[Start of Attachment]
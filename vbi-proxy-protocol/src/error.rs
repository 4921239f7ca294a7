//! Error types for the VBI proxy protocol.

use thiserror::Error;

use crate::types::MessageType;

/// Protocol-level errors that can occur during communication.
///
/// All of these are fatal to the connection they occur on.
#[derive(Error, Debug, Clone, PartialEq, Eq)]
pub enum ProtocolError {
    /// Invalid magic bytes in a handshake.
    #[error("Invalid magic bytes: {0:?}")]
    InvalidMagic([u8; 8]),

    /// Message type is unknown or unsupported.
    #[error("Unknown message type: 0x{0:04X}")]
    UnknownMessageType(u16),

    /// Declared body length is outside the bounds of its message type.
    #[error("Invalid length {length} for {message_type:?} (allowed {min}..={max})")]
    InvalidLength {
        message_type: MessageType,
        length: u32,
        min: u32,
        max: u32,
    },

    /// Message body is incomplete.
    #[error("Incomplete frame: expected {expected} bytes, got {actual}")]
    IncompleteFrame { expected: usize, actual: usize },

    /// Message body carries bytes beyond its last field.
    #[error("{extra} trailing bytes after {message_type:?}")]
    TrailingBytes {
        message_type: MessageType,
        extra: usize,
    },

    /// Message was decoded for the wrong direction.
    #[error("{0:?} is not valid in this direction")]
    WrongDirection(MessageType),

    /// A field holds a value outside its domain.
    #[error("Invalid value {value} for field '{field}'")]
    InvalidValue { field: &'static str, value: u32 },

    /// A variable-length field exceeds its maximum.
    #[error("Field '{field}' too long: {len} bytes (max: {max})")]
    FieldTooLong {
        field: &'static str,
        len: usize,
        max: usize,
    },

    /// Failed to decode message payload.
    #[error("Failed to decode message: {0}")]
    DecodeError(String),

    /// A message is already being written on this connection.
    #[error("A write is already pending")]
    WritePending,
}
//! Capture device management for the broker.
//!
//! This module provides:
//! - [`CaptureDevice`] / [`DeviceOpener`]: the backend interface
//! - [`StreamOpener`]: backend reading pre-sliced frame streams
//! - [`BufferPool`]: reference-counted frame buffers shared by clients
//! - [`Acquisition`]: reactor-driven or worker-thread capture
//! - [`DeviceSession`]: open/negotiate/suspend/close lifecycle
//! - [`ioctl`]: control requests clients may pass through

pub mod acquisition;
pub mod backend;
pub mod ioctl;
pub mod pool;
pub mod session;
pub mod stream;

pub use acquisition::{Acquisition, DeviceEvent, FrameSink, StopOutcome};
pub use backend::{
    CaptureDevice, DeviceControl, DeviceError, DeviceOpener, Negotiated, ReadStatus, Readiness,
};
pub use pool::{BufferPool, ClientId, PoolStats};
pub use session::{DeviceSession, DeviceState};
pub use stream::StreamOpener;
/// Answer to a channel token request.
#[derive(Debug, Clone, Copy, PartialEq, Eq, Default)]
pub struct TokenReply {
    pub status: TokenStatus,
    /// Whether the client may switch channels right now.
    pub permitted: bool,
    /// Another client at the same tier may also switch channels.
    pub non_exclusive: bool,
}

/// Flags of channel notifications and change indications.
#[derive(Debug, Clone, Copy, PartialEq, Eq, Hash, Default, Serialize, Deserialize)]
pub struct ChannelNotifyFlags(pub u32);

impl ChannelNotifyFlags {
    /// Background task completed; stop scheduling this client.
    pub const RELEASE: ChannelNotifyFlags = ChannelNotifyFlags(0x01);
    /// Return the channel token.
    pub const TOKEN: ChannelNotifyFlags = ChannelNotifyFlags(0x02);
    /// Channel was switched; discard captured data.
    pub const FLUSH: ChannelNotifyFlags = ChannelNotifyFlags(0x04);
    /// TV norm changed.
    pub const NORM: ChannelNotifyFlags = ChannelNotifyFlags(0x08);
    /// The device failed; all services are gone.
    pub const FAIL: ChannelNotifyFlags = ChannelNotifyFlags(0x10);

    pub fn contains(self, other: ChannelNotifyFlags) -> bool {
        self.0 & other.0 == other.0
    }

    pub fn intersects(self, other: ChannelNotifyFlags) -> bool {
        self.0 & other.0 != 0
    }
}

impl BitOr for ChannelNotifyFlags {
    type Output = ChannelNotifyFlags;
    fn bitor(self, rhs: ChannelNotifyFlags) -> ChannelNotifyFlags {
        ChannelNotifyFlags(self.0 | rhs.0)
    }
}

/// Per-connection option flags sent with the connect request.
#[derive(Debug, Clone, Copy, PartialEq, Eq, Hash, Default, Serialize, Deserialize)]
pub struct ClientFlags(pub u32);

impl ClientFlags {
    /// Never drop this client for a stalled write.
    pub const NO_TIMEOUTS: ClientFlags = ClientFlags(0x01);
    /// Do not send channel change indications.
    pub const NO_STATUS_IND: ClientFlags = ClientFlags(0x02);
    /// Forward raw samples along with sliced lines.
    pub const RAW_DATA: ClientFlags = ClientFlags(0x04);

    pub fn contains(self, other: ClientFlags) -> bool {
        self.0 & other.0 == other.0
    }
}

impl BitOr for ClientFlags {
    type Output = ClientFlags;
    fn bitor(self, rhs: ClientFlags) -> ClientFlags {
        ClientFlags(self.0 | rhs.0)
    }
}

/// Sampling parameters of a capture device.
#[derive(Debug, Clone, Copy, PartialEq, Eq, Serialize, Deserialize)]
pub struct SamplingParams {
    pub scanning: u16,
    pub sampling_format: u32,
    pub sampling_rate: u32,
    pub bytes_per_line: u32,
    pub offset: u32,
    /// First line of each field.
    pub start: [i32; 2],
    /// Number of lines captured per field.
    pub count: [u32; 2],
    pub interlaced: bool,
    pub synchronous: bool,
}

impl SamplingParams {
    /// Wire size of the encoded parameters.
    pub const ENCODED_SIZE: usize = 36;

    pub fn pal() -> Self {
        Self {
            scanning: SCANNING_625,
            sampling_format: 1,
            sampling_rate: 13_500_000,
            bytes_per_line: 1440,
            offset: 128,
            start: [6, 318],
            count: [17, 17],
            interlaced: false,
            synchronous: true,
        }
    }

    pub fn ntsc() -> Self {
        Self {
            scanning: SCANNING_525,
            sampling_format: 1,
            sampling_rate: 13_500_000,
            bytes_per_line: 1440,
            offset: 118,
            start: [10, 272],
            count: [12, 12],
            interlaced: false,
            synchronous: true,
        }
    }

    /// Defaults for a scanning value; anything but 525 is treated as 625.
    pub fn for_scanning(scanning: u16) -> Self {
        match scanning {
            SCANNING_525 => Self::ntsc(),
            _ => Self::pal(),
        }
    }

    /// Maximum number of sliced lines one frame can carry.
    pub fn max_lines(&self) -> usize {
        (self.count[0] + self.count[1]) as usize
    }
}

impl Default for SamplingParams {
    fn default() -> Self {
        Self::pal()
    }
}

/// One decoded line of auxiliary data.
#[derive(Debug, Clone, Copy, PartialEq, Eq)]
pub struct SlicedLine {
    /// Service of this line; a single bit of [`ServiceSet`].
    pub id: u32,
    pub line: u32,
    pub data: [u8; SLICED_DATA_SIZE],
}

impl SlicedLine {
    pub fn new(service: ServiceSet, line: u32, payload: &[u8]) -> Self {
        let mut data = [0u8; SLICED_DATA_SIZE];
        let n = payload.len().min(SLICED_DATA_SIZE);
        data[..n].copy_from_slice(&payload[..n]);
        Self { id: service.0, line, data }
    }

    pub fn service(&self) -> ServiceSet {
        ServiceSet(self.id)
    }
}

/// One captured frame: sliced lines plus optional raw samples.
#[derive(Debug, Clone, PartialEq, Default)]
pub struct SlicedFrame {
    /// Capture time in seconds since the Unix epoch.
    pub timestamp: f64,
    pub lines: Vec<SlicedLine>,
    pub raw: Option<Vec<u8>>,
}

impl SlicedFrame {
    pub fn with_capacity(max_lines: usize) -> Self {
        Self {
            timestamp: 0.0,
            lines: Vec::with_capacity(max_lines),
            raw: None,
        }
    }

    /// Union of the services present in this frame.
    pub fn services(&self) -> ServiceSet {
        self.lines
            .iter()
            .fold(ServiceSet::EMPTY, |acc, l| acc | l.service())
    }

    pub fn clear(&mut self) {
        self.timestamp = 0.0;
        self.lines.clear();
        self.raw = None;
    }

    /// Copy of this frame restricted to `mask`.
    pub fn filtered(&self, mask: ServiceSet, want_raw: bool) -> SlicedFrame {
        SlicedFrame {
            timestamp: self.timestamp,
            lines: self
                .lines
                .iter()
                .filter(|l| mask.intersects(l.service()))
                .copied()
                .collect(),
            raw: if want_raw { self.raw.clone() } else { None },
        }
    }
}
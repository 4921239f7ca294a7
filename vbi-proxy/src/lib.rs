//! VBI proxy broker.
//!
//! One daemon process owns each VBI capture device and shares its sliced
//! data among any number of clients connected over a local socket. Each
//! client receives the subset of services it asked for, and a channel token
//! arbitrates which client may retune the shared tuner.

pub mod broker;
pub mod config;
pub mod device;
pub mod logging;
pub mod scheduler;
pub mod server;
#[cfg(test)]
mod tests {
    use super::*;
    use bytes::BytesMut;
    use tokio::io::{duplex, DuplexStream};
    use vbi_proxy_protocol::{
        decode_header, decode_server_message, encode_client_message, Handshake, Strictness, HEADER_SIZE,
    };

    use crate::config::BrokerConfig;
    use crate::device::{CaptureDevice, DeviceError, DeviceOpener};

    struct NoDevice;

    impl DeviceOpener for NoDevice {
        fn open(&self, path: &str, _buffer_count: usize) -> Result<Box<dyn CaptureDevice>, DeviceError> {
            Err(DeviceError::Open {
                path: path.to_string(),
                source: io::Error::from(io::ErrorKind::NotFound),
            })
        }
    }

    type Started = (DuplexStream, watch::Sender<bool>, tokio::task::JoinHandle<()>);

    async fn start(config: BrokerConfig) -> Started {
        start_with_capacity(config, 64 * 1024).await
    }

    async fn start_with_capacity(config: BrokerConfig, capacity: usize) -> Started {
        let (broker, _events) = Broker::new(config, Arc::new(NoDevice));
        let registration = broker.register(0).await.unwrap();
        let (ours, theirs) = duplex(capacity);
        let (shutdown_tx, shutdown_rx) = watch::channel(false);
        let session = ClientSession::new(registration, theirs, "test".into(), broker, shutdown_rx);
        (ours, shutdown_tx, tokio::spawn(session.run()))
    }

    async fn send(stream: &mut DuplexStream, msg: &ClientMessage) {
        stream.write_all(&encode_client_message(msg).unwrap()).await.unwrap();
    }

    async fn recv(stream: &mut DuplexStream) -> Option<ServerMessage> {
        let mut buf = BytesMut::new();
        loop {
            if let Some(header) = decode_header(&buf, u32::MAX).unwrap() {
                let total = HEADER_SIZE + header.body_len as usize;
                if buf.len() >= total {
                    let body = buf.split_to(total).freeze().slice(HEADER_SIZE..);
                    return Some(decode_server_message(header.message_type, body).unwrap());
                }
            }
            if stream.read_buf(&mut buf).await.unwrap() == 0 {
                return None;
            }
        }
    }

    fn connect_req(handshake: Handshake, services: ServiceSet) -> ClientMessage {
        connect_req_with_flags(handshake, services, ClientFlags::default())
    }

    fn connect_req_with_flags(handshake: Handshake, services: ServiceSet, flags: ClientFlags) -> ClientMessage {
        ClientMessage::ConnectReq {
            handshake,
            client_name: "unit".into(),
            pid: 42,
            flags,
            scanning: 0,
            services,
            strictness: Strictness::Default,
        }
    }

    #[tokio::test]
    async fn test_connect_without_services() {
        let (mut stream, _shutdown, task) = start(BrokerConfig::default()).await;
        send(&mut stream, &connect_req(Handshake::current(), ServiceSet::EMPTY)).await;
        match recv(&mut stream).await {
            Some(ServerMessage::ConnectCnf { daemon_pid, services, .. }) => {
                assert_eq!(daemon_pid, std::process::id());
                assert_eq!(services, ServiceSet::EMPTY);
            }
            other => panic!("unexpected {:?}", other),
        }
        send(&mut stream, &ClientMessage::CloseReq).await;
        assert!(recv(&mut stream).await.is_none());
        task.await.unwrap();
    }

    #[tokio::test]
    async fn test_device_failure_rejects_connect() {
        let (mut stream, _shutdown, task) = start(BrokerConfig::default()).await;
        send(&mut stream, &connect_req(Handshake::current(), ServiceSet::VPS)).await;
        match recv(&mut stream).await {
            Some(ServerMessage::ConnectRej { reason }) => assert!(reason.contains("/dev/vbi0")),
            other => panic!("unexpected {:?}", other),
        }
        assert!(recv(&mut stream).await.is_none());
        task.await.unwrap();
    }

    #[tokio::test]
    async fn test_request_before_connect_closes() {
        let (mut stream, _shutdown, task) = start(BrokerConfig::default()).await;
        send(
            &mut stream,
            &ClientMessage::ServiceReq {
                reset: true,
                commit: true,
                strictness: Strictness::Default,
                services: ServiceSet::VPS,
            },
        )
        .await;
        assert!(recv(&mut stream).await.is_none());
        task.await.unwrap();
    }

    #[tokio::test]
    async fn test_ioctl_rejected_with_reason() {
        let (mut stream, _shutdown, task) = start(BrokerConfig::default()).await;
        send(&mut stream, &connect_req(Handshake::current(), ServiceSet::EMPTY)).await;
        assert!(matches!(recv(&mut stream).await, Some(ServerMessage::ConnectCnf { .. })));
        send(
            &mut stream,
            &ClientMessage::ChnIoctlReq {
                request: 0x1234_5678,
                arg: vec![],
            },
        )
        .await;
        match recv(&mut stream).await {
            Some(ServerMessage::ChnIoctlRej { reason }) => assert!(reason.contains("not permitted")),
            other => panic!("unexpected {:?}", other),
        }
        drop(stream);
        task.await.unwrap();
    }

    #[tokio::test(start_paused = true)]
    async fn test_handshake_timeout() {
        let config = BrokerConfig {
            connect_timeout: Duration::from_secs(3),
            ..BrokerConfig::default()
        };
        let (mut stream, _shutdown, task) = start(config).await;
        assert!(recv(&mut stream).await.is_none());
        task.await.unwrap();
    }

    fn stall_config() -> BrokerConfig {
        BrokerConfig {
            write_timeout: Duration::from_secs(5),
            ..BrokerConfig::default()
        }
    }

    #[tokio::test(start_paused = true)]
    async fn test_stalled_reader_is_dropped() {
        // The reply does not fit the pipe and the peer never reads.
        let (mut stream, _shutdown, task) = start_with_capacity(stall_config(), 8).await;
        send(&mut stream, &connect_req(Handshake::current(), ServiceSet::EMPTY)).await;
        tokio::time::timeout(Duration::from_secs(30), task)
            .await
            .unwrap()
            .unwrap();
    }

    #[tokio::test(start_paused = true)]
    async fn test_no_timeouts_flag_keeps_stalled_reader() {
        let (mut stream, _shutdown, mut task) = start_with_capacity(stall_config(), 8).await;
        let request =
            connect_req_with_flags(Handshake::current(), ServiceSet::EMPTY, ClientFlags::NO_TIMEOUTS);
        send(&mut stream, &request).await;
        assert!(tokio::time::timeout(Duration::from_secs(30), &mut task).await.is_err());

        assert!(matches!(recv(&mut stream).await, Some(ServerMessage::ConnectCnf { .. })));
        send(&mut stream, &ClientMessage::CloseReq).await;
        assert!(recv(&mut stream).await.is_none());
        task.await.unwrap();
    }

    #[tokio::test]
    async fn test_shutdown_closes_session() {
        let (mut stream, shutdown, task) = start(BrokerConfig::default()).await;
        shutdown.send(true).unwrap();
        assert!(recv(&mut stream).await.is_none());
        task.await.unwrap();
    }
}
[End of Attachment]
§ GOAL OF THE EXERCISE
What lines in the listing above hold the string "SlicedFrame"? List them.

§ RESULT FOR THIS EXERCISE
pub struct SlicedFrame {
impl SlicedFrame {
    pub fn filtered(&self, mask: ServiceSet, want_raw: bool) -> SlicedFrame {
        SlicedFrame {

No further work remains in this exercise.